Violeta, la narratrice, 36 ans, actrice sans rôle, voit ses rêves qui s’effritent et son portefeuille qui se vide : « J’ai payé mes factures et je n’ai plus un sou. Je ne sais pas comment je vais survivre dans cette ville en luttant contre le climat et la folie. » Déliquescence morale et physique. Petit boulot alimentaire dans un magasin pour enfants, casting peu gratifiant pour un désinfectant, et un « chapelet de malheurs qui [la] poursuit comme une traînée de poudre ». Violeta se blesse gravement à la main ; la main finit par pourrir. Pas d’argent pour se payer des soins, et de mutuelle encore moins, tandis que d’autres se font refaire les lèvres, lifter et relifter, opérer les pommettes. Femmes à tête de canard en plastique sur le bord des piscines, producteurs et mécènes, drogues et villas luxueuses, faune à la Bret Easton Ellis, « oiseaux argentés » cyniques et nonchalants... Combats de boxe et de Botox, la société fait le grand écart.

Il faut amputer la main de Violeta. Un chirurgien de renom réussit une greffe et médiatise l’opération, ce qui offre à l’actrice ignorée une célébrité éphémère et grotesque. Un dramaturge célèbre s’intéresse à l’histoire, mais elle ne donne pas suite. Elle est surtout préoccupée par ce corps étranger à l’étonnante autonomie, dont les manières caractérisent une autre classe sociale que la sienne : « Dès que nous avons pénétré dans le cabinet, elle s’est tendue vers le chirurgien, qui a bien été obligé de l’embrasser. » Violeta, portée par sa subite notoriété, grimpe les échelons, décroche un rôle, et découvre un monde qui n’est pas le sien ; mais elle va aussi tenter de trouver l’origine de sa nouvelle main, au long d’une quête passablement rocambolesque.

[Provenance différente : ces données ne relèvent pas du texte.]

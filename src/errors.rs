//! Definition of errors.

use std::error::Error;
use std::fmt;

/// A specialized Result type for this crate.
pub type Result<T, E = MorfemaError> = std::result::Result<T, E>;

/// The error type for Morfema.
#[derive(Debug, thiserror::Error)]
pub enum MorfemaError {
    /// The error variant for [`InvalidArgumentError`].
    #[error(transparent)]
    InvalidArgument(InvalidArgumentError),

    /// The error variant for [`InvalidFormatError`].
    #[error(transparent)]
    InvalidFormat(InvalidFormatError),

    /// The error variant for [`InvalidStateError`].
    #[error(transparent)]
    InvalidState(InvalidStateError),

    /// The error variant for [`std::io::Error`].
    #[error(transparent)]
    StdIo(#[from] std::io::Error),

    /// The error variant for [`serde_json::Error`].
    #[error(transparent)]
    Json(#[from] serde_json::Error),
}

impl MorfemaError {
    pub(crate) fn invalid_argument<S>(arg: &'static str, msg: S) -> Self
    where
        S: Into<String>,
    {
        Self::InvalidArgument(InvalidArgumentError {
            arg,
            msg: msg.into(),
        })
    }

    pub(crate) fn invalid_format<S>(arg: &'static str, msg: S) -> Self
    where
        S: Into<String>,
    {
        Self::InvalidFormat(InvalidFormatError {
            arg,
            msg: msg.into(),
        })
    }

    pub(crate) fn invalid_state<S>(msg: S) -> Self
    where
        S: Into<String>,
    {
        Self::InvalidState(InvalidStateError { msg: msg.into() })
    }
}

/// Error used when the argument is invalid.
#[derive(Debug)]
pub struct InvalidArgumentError {
    /// Name of the argument.
    pub(crate) arg: &'static str,

    /// Error message.
    pub(crate) msg: String,
}

impl fmt::Display for InvalidArgumentError {
    fn fmt(&self, f: &mut fmt::Formatter) -> fmt::Result {
        write!(f, "InvalidArgumentError: {}: {}", self.arg, self.msg)
    }
}

impl Error for InvalidArgumentError {}

/// Error used when an input format is invalid.
#[derive(Debug)]
pub struct InvalidFormatError {
    /// Name of the format.
    pub(crate) arg: &'static str,

    /// Error message.
    pub(crate) msg: String,
}

impl fmt::Display for InvalidFormatError {
    fn fmt(&self, f: &mut fmt::Formatter) -> fmt::Result {
        write!(f, "InvalidFormatError: {}: {}", self.arg, self.msg)
    }
}

impl Error for InvalidFormatError {}

/// Error used when an operation is requested in an invalid state.
#[derive(Debug)]
pub struct InvalidStateError {
    /// Error message.
    pub(crate) msg: String,
}

impl fmt::Display for InvalidStateError {
    fn fmt(&self, f: &mut fmt::Formatter) -> fmt::Result {
        write!(f, "InvalidStateError: {}", self.msg)
    }
}

impl Error for InvalidStateError {}
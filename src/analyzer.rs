//! Morphological analyzers supplying candidate analyses.
//!
//! The tagger never commits to one analysis up front. An analyzer
//! returns every dictionary reading of a surface form; the encoder
//! blends them into a grammeme distribution and the lemma resolver
//! picks the reading closest to the predicted label.

pub mod lexicon;

pub use lexicon::LexiconAnalyzer;

/// One candidate analysis of a surface form.
#[derive(Clone, Debug, PartialEq, Eq)]
pub struct Parse {
    lemma: String,
    pos: String,
    grammemes: String,
}

impl Parse {
    /// Creates a candidate analysis.
    ///
    /// The grammeme string is kept as given; consumers normalize it
    /// where label arithmetic requires.
    pub fn new<L, P, G>(lemma: L, pos: P, grammemes: G) -> Self
    where
        L: Into<String>,
        P: Into<String>,
        G: Into<String>,
    {
        Self {
            lemma: lemma.into(),
            pos: pos.into(),
            grammemes: grammemes.into(),
        }
    }

    /// Returns the lemma.
    pub fn lemma(&self) -> &str {
        &self.lemma
    }

    /// Returns the POS tag.
    pub fn pos(&self) -> &str {
        &self.pos
    }

    /// Returns the grammeme string.
    pub fn grammemes(&self) -> &str {
        &self.grammemes
    }
}

/// Source of candidate analyses.
pub trait MorphAnalyzer {
    /// Returns the candidate analyses of a word in the analyzer's
    /// ranking order, the most plausible first. An unknown word yields
    /// an empty vector.
    fn parses(&self, word: &str) -> Vec<Parse>;

    /// Returns a surface form of `lemma` carrying every target
    /// `Category=Value` pair, or [`None`] if the analyzer cannot
    /// inflect.
    ///
    /// The default implementation always returns [`None`]; analyzers
    /// without paradigm data need not override it.
    fn inflect(&self, lemma: &str, pos: &str, targets: &[&str]) -> Option<String> {
        let _ = (lemma, pos, targets);
        None
    }
}
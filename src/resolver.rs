//! Lemma and tag resolution from predicted label probabilities.
//!
//! The tagger outputs, per word, a probability over the output labels.
//! [`LemmaResolver`] turns that into a [`WordForm`]: it picks the best
//! label, then picks the analyzer candidate whose grammemes agree most
//! with the predicted ones and takes its lemma, passed through a
//! [`LemmaOverrides`] table of language-specific corrections.

use std::cmp::Ordering;

use hashbrown::HashMap;
use ndarray::Array2;

use crate::analyzer::{MorphAnalyzer, Parse};
use crate::errors::{MorfemaError, Result};
use crate::grammemes::GrammemeVectorizer;
use crate::tag;

/// Resolved analysis of one word.
#[derive(Clone, Debug)]
pub struct WordForm {
    word: String,
    lemma: String,
    pos: String,
    tag: String,
    vector: Vec<f32>,
    score: f32,
    alternatives: Vec<WordForm>,
    weighted_vector: Option<Vec<f32>>,
}

impl WordForm {
    /// Returns the surface form.
    pub fn word(&self) -> &str {
        &self.word
    }

    /// Returns the resolved lemma.
    pub fn lemma(&self) -> &str {
        &self.lemma
    }

    /// Returns the POS tag of the resolved label.
    pub fn pos(&self) -> &str {
        &self.pos
    }

    /// Returns the grammeme string of the resolved label.
    pub fn tag(&self) -> &str {
        &self.tag
    }

    /// Returns the grammeme vector of the resolved label.
    pub fn vector(&self) -> &[f32] {
        &self.vector
    }

    /// Returns the probability of the resolved label.
    pub fn score(&self) -> f32 {
        self.score
    }

    /// Returns one form per output label, ranked by descending score.
    ///
    /// Filled only by [`LemmaResolver::resolve_all()`].
    pub fn alternatives(&self) -> &[WordForm] {
        &self.alternatives
    }

    /// Returns the probability-weighted average grammeme vector.
    ///
    /// Filled only by [`LemmaResolver::resolve_all()`].
    pub fn weighted_vector(&self) -> Option<&[f32]> {
        self.weighted_vector.as_deref()
    }
}

/// A re-inflection rule of a [`LemmaOverrides`] table.
struct ReinflectionRule {
    pos: String,
    trigger: String,
    targets: Vec<String>,
}

/// Language-specific corrections applied to resolved lemmas.
///
/// The table is consulted in a fixed order: lemma rewrites keyed by the
/// winning candidate's POS and lemma, then surface rewrites keyed by
/// the lowercased input word, then re-inflection rules that replace the
/// lemma with an inflected form. The first hit wins; with no hit the
/// candidate's lemma stands.
#[derive(Default)]
pub struct LemmaOverrides {
    lemmas: HashMap<(String, String), String>,
    surfaces: HashMap<String, String>,
    reinflections: Vec<ReinflectionRule>,
}

impl LemmaOverrides {
    /// Creates an empty table, which leaves every lemma unchanged.
    pub fn new() -> Self {
        Self::default()
    }

    /// Adds a lemma rewrite for candidates of the given POS.
    pub fn lemma<S, T, U>(mut self, pos: S, from: T, to: U) -> Self
    where
        S: Into<String>,
        T: Into<String>,
        U: Into<String>,
    {
        self.lemmas.insert((pos.into(), from.into()), to.into());
        self
    }

    /// Adds a rewrite for a fixed surface form.
    pub fn surface<S, T>(mut self, surface: S, to: T) -> Self
    where
        S: Into<String>,
        T: Into<String>,
    {
        self.surfaces.insert(surface.into(), to.into());
        self
    }

    /// Adds a re-inflection rule.
    ///
    /// A candidate of the given POS whose normalized grammemes contain
    /// `trigger` has its lemma replaced by the surface form the
    /// analyzer produces for the target grammemes. If the analyzer
    /// cannot inflect, the lemma stays.
    pub fn reinflection<S, T>(mut self, pos: S, trigger: T, targets: &[&str]) -> Self
    where
        S: Into<String>,
        T: Into<String>,
    {
        self.reinflections.push(ReinflectionRule {
            pos: pos.into(),
            trigger: trigger.into(),
            targets: targets.iter().map(|t| t.to_string()).collect(),
        });
        self
    }

    /// Returns the correction table of the GIKRYA annotation
    /// conventions.
    ///
    /// Third-person pronouns share the lemma `он`, a few function
    /// words keep their surface forms, and participles are lemmatized
    /// as the masculine singular nominative participle.
    pub fn gikrya() -> Self {
        Self::new()
            .lemma("PRON", "она", "он")
            .lemma("PRON", "они", "он")
            .lemma("PRON", "оно", "он")
            .surface("об", "об")
            .surface("тот", "то")
            .surface("со", "со")
            .reinflection(
                "VERB",
                "VerbForm=Part",
                &["Case=Nom", "Gender=Masc", "Number=Sing", "VerbForm=Part"],
            )
    }

    /// Applies the table to a winning candidate.
    fn apply(&self, word: &str, candidate: &Parse, analyzer: &dyn MorphAnalyzer) -> String {
        let key = (candidate.pos().to_string(), candidate.lemma().to_string());
        if let Some(lemma) = self.lemmas.get(&key) {
            return lemma.clone();
        }
        if let Some(lemma) = self.surfaces.get(word.to_lowercase().as_str()) {
            return lemma.clone();
        }
        for rule in &self.reinflections {
            if rule.pos != candidate.pos() {
                continue;
            }
            let grammemes = tag::normalize(candidate.grammemes());
            if !grammemes.split('|').any(|pair| pair == rule.trigger) {
                continue;
            }
            let targets: Vec<&str> = rule.targets.iter().map(String::as_str).collect();
            if let Some(form) = analyzer.inflect(candidate.lemma(), candidate.pos(), &targets) {
                return form;
            }
        }
        candidate.lemma().to_string()
    }
}

/// Resolver of predicted probabilities into word forms.
pub struct LemmaResolver<'a> {
    output: &'a GrammemeVectorizer,
    analyzer: &'a dyn MorphAnalyzer,
    overrides: LemmaOverrides,
}

impl<'a> LemmaResolver<'a> {
    /// Creates a resolver with the [`LemmaOverrides::gikrya()`] table.
    ///
    /// The vectorizer must be the output-side one, holding the labels
    /// the model predicts over.
    pub fn new(output: &'a GrammemeVectorizer, analyzer: &'a dyn MorphAnalyzer) -> Self {
        Self::with_overrides(output, analyzer, LemmaOverrides::gikrya())
    }

    /// Creates a resolver with a custom correction table.
    pub fn with_overrides(
        output: &'a GrammemeVectorizer,
        analyzer: &'a dyn MorphAnalyzer,
        overrides: LemmaOverrides,
    ) -> Self {
        Self {
            output,
            analyzer,
            overrides,
        }
    }

    /// Resolves one word from its label probabilities.
    ///
    /// `probabilities` holds one value per output label, the padding
    /// class already stripped.
    ///
    /// # Errors
    ///
    /// [`MorfemaError`] is returned if the probability count does not
    /// match the number of output labels.
    pub fn resolve(&self, word: &str, probabilities: &[f32]) -> Result<WordForm> {
        self.check_probabilities(probabilities)?;
        let candidates = self.analyzer.parses(word);
        let best = argmax(probabilities);
        self.compose(word, best, probabilities[best], &candidates)
    }

    /// Resolves one word and fills the per-label alternatives and the
    /// weighted grammeme vector.
    ///
    /// # Errors
    ///
    /// See [`resolve()`](Self::resolve).
    pub fn resolve_all(&self, word: &str, probabilities: &[f32]) -> Result<WordForm> {
        self.check_probabilities(probabilities)?;
        let candidates = self.analyzer.parses(word);
        let best = argmax(probabilities);
        let mut top = self.compose(word, best, probabilities[best], &candidates)?;

        let mut weighted = vec![0.0f32; self.output.grammemes_count()];
        let mut alternatives = Vec::with_capacity(probabilities.len());
        for (index, &probability) in probabilities.iter().enumerate() {
            let form = self.compose(word, index, probability, &candidates)?;
            for (acc, &v) in weighted.iter_mut().zip(form.vector.iter()) {
                *acc += v * probability;
            }
            alternatives.push(form);
        }
        alternatives.sort_by(|a, b| {
            b.score.partial_cmp(&a.score).unwrap_or(Ordering::Equal)
        });

        top.alternatives = alternatives;
        top.weighted_vector = Some(weighted);
        Ok(top)
    }

    /// Resolves a sentence from a padded probability matrix.
    ///
    /// The matrix is the raw model output: one row per padded position
    /// with the sentence in the last rows, one column per output label
    /// plus the padding class in column 0.
    ///
    /// # Errors
    ///
    /// [`MorfemaError`] is returned if the matrix has fewer rows than
    /// words or the wrong number of columns.
    pub fn resolve_sentence<S>(
        &self,
        words: &[S],
        probabilities: &Array2<f32>,
    ) -> Result<Vec<WordForm>>
    where
        S: AsRef<str>,
    {
        self.sentence_rows(words, probabilities)?
            .map(|(word, row)| self.resolve(word, &row))
            .collect()
    }

    /// Like [`resolve_sentence()`](Self::resolve_sentence) with the
    /// alternatives filled per word.
    ///
    /// # Errors
    ///
    /// See [`resolve_sentence()`](Self::resolve_sentence).
    pub fn resolve_sentence_all<S>(
        &self,
        words: &[S],
        probabilities: &Array2<f32>,
    ) -> Result<Vec<WordForm>>
    where
        S: AsRef<str>,
    {
        self.sentence_rows(words, probabilities)?
            .map(|(word, row)| self.resolve_all(word, &row))
            .collect()
    }

    /// Pairs each word with its stripped probability row.
    fn sentence_rows<'w, S>(
        &self,
        words: &'w [S],
        probabilities: &'w Array2<f32>,
    ) -> Result<impl Iterator<Item = (&'w str, Vec<f32>)>>
    where
        S: AsRef<str>,
    {
        if probabilities.nrows() < words.len() {
            return Err(MorfemaError::invalid_argument(
                "probabilities",
                format!(
                    "matrix has {} rows for {} words",
                    probabilities.nrows(),
                    words.len()
                ),
            ));
        }
        if probabilities.ncols() != self.output.labels_count() + 1 {
            return Err(MorfemaError::invalid_argument(
                "probabilities",
                format!(
                    "matrix has {} columns for {} labels and the padding class",
                    probabilities.ncols(),
                    self.output.labels_count()
                ),
            ));
        }
        let offset = probabilities.nrows() - words.len();
        let rows: Vec<Vec<f32>> = (0..words.len())
            .map(|i| {
                probabilities
                    .row(offset + i)
                    .iter()
                    .skip(1)
                    .copied()
                    .collect()
            })
            .collect();
        Ok(words
            .iter()
            .map(|word| word.as_ref())
            .zip(rows))
    }

    fn check_probabilities(&self, probabilities: &[f32]) -> Result<()> {
        if probabilities.is_empty() || probabilities.len() != self.output.labels_count() {
            return Err(MorfemaError::invalid_argument(
                "probabilities",
                format!(
                    "expected {} probabilities, got {}",
                    self.output.labels_count(),
                    probabilities.len()
                ),
            ));
        }
        Ok(())
    }

    /// Builds the form of one word under one label.
    fn compose(
        &self,
        word: &str,
        index: usize,
        score: f32,
        candidates: &[Parse],
    ) -> Result<WordForm> {
        let label = self.output.label(index);
        let (pos, grammemes) = tag::split_label(label).ok_or_else(|| {
            MorfemaError::invalid_state(format!("label without separator: {label}"))
        })?;
        let lemma = self.choose_lemma(word, pos, grammemes, candidates);
        Ok(WordForm {
            word: word.to_string(),
            lemma,
            pos: pos.to_string(),
            tag: grammemes.to_string(),
            vector: self.output.vector(label)?.to_vec(),
            score,
            alternatives: vec![],
            weighted_vector: None,
        })
    }

    /// Picks the lemma for a predicted POS and grammeme string.
    ///
    /// The winning candidate must match the POS and strictly beat the
    /// running best grammeme overlap, so a candidate sharing nothing
    /// never wins on POS alone and the earliest candidate keeps ties.
    /// With no winner the analyzer's top candidate stands in; with no
    /// candidates at all the lowercased word itself is the lemma.
    /// Words with `_` are corpus multiword artifacts and resolve to
    /// themselves.
    fn choose_lemma(&self, word: &str, pos: &str, grammemes: &str, candidates: &[Parse]) -> String {
        if word.contains('_') {
            return word.to_string();
        }
        let mut best: Option<&Parse> = None;
        let mut max_common = 0;
        for candidate in candidates {
            let candidate_grammemes = tag::normalize(candidate.grammemes());
            let common = tag::overlap(&candidate_grammemes, grammemes);
            if common > max_common && candidate.pos() == pos {
                max_common = common;
                best = Some(candidate);
            }
        }
        match best.or_else(|| candidates.first()) {
            Some(candidate) => self.overrides.apply(word, candidate, self.analyzer),
            None => word.to_lowercase(),
        }
    }
}

/// Returns the position of the first maximum.
fn argmax(values: &[f32]) -> usize {
    let mut best = 0;
    for (i, &value) in values.iter().enumerate() {
        if value > values[best] {
            best = i;
        }
    }
    best
}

Roman de l’étranger, de l’étrangeté, de la dualité, de l’altérité familière, La Peau dure fait écho au parcours de l’auteure et à sa propre histoire. En 1976, alors qu’elle n’a que 10 ans, sa famille quitte l’Argentine et s’exile à Madrid. En 1993, elle retourne au pays natal et se sent comme une expatriée en son propre pays, un « greffon compatible ». Comédienne et dramaturge, elle a écrit de nombreuses pièces de théâtre et plusieurs romans, dont La Faim de María Bernabé et La Parfaite Autre Chose (également publiés en France par La Dernière Goutte), qui furent récompensés en Argentine par le prix du Fonds national des arts et le prix Julio Cortázar.

Déjà prégnantes dans ses précédents textes, la recherche de soi, la question de la place des êtres dans la société, dans le monde. Quels obstacles doit-on surmonter pour trouver qui l’on est, avec quoi faut-il composer ou rompre, combien de mues nous faut-il opérer ? Questions sérieuses, que Fernanda García Lao, au style direct et implacable, trempe dans une solution acide composée d’humour et d’absurde. Ses personnages se battent pour exister, s’approcher du bonheur. Héroïne du quotidien malmenée par les événements, Violeta, coincée entre un fils dilettante et une mère lointaine, poursuit son chemin chaotique, mais reste debout malgré tout : « Je pédale et vois ma vie tourbillonner au-dessus de moi comme une tornade. J’avance dans des avenues enflammées, esquivant les vestiges de raison d’une humanité détraquée. » Violeta, qui pourrait faire siens les mots de Copi, exergue du second chapitre : « Je ne suis pas mourante, j’ai la peau dure. » Telle une promesse de vie crachée à la face du monde.

Xavier Lapeyroux

La Peau dure, de Fernanda García Lao, traduit de l’espagnol (Argentine) par Isabelle Gugnon, La Dernière Goutte, Strasbourg, 2013, 174 pages, 16 euros.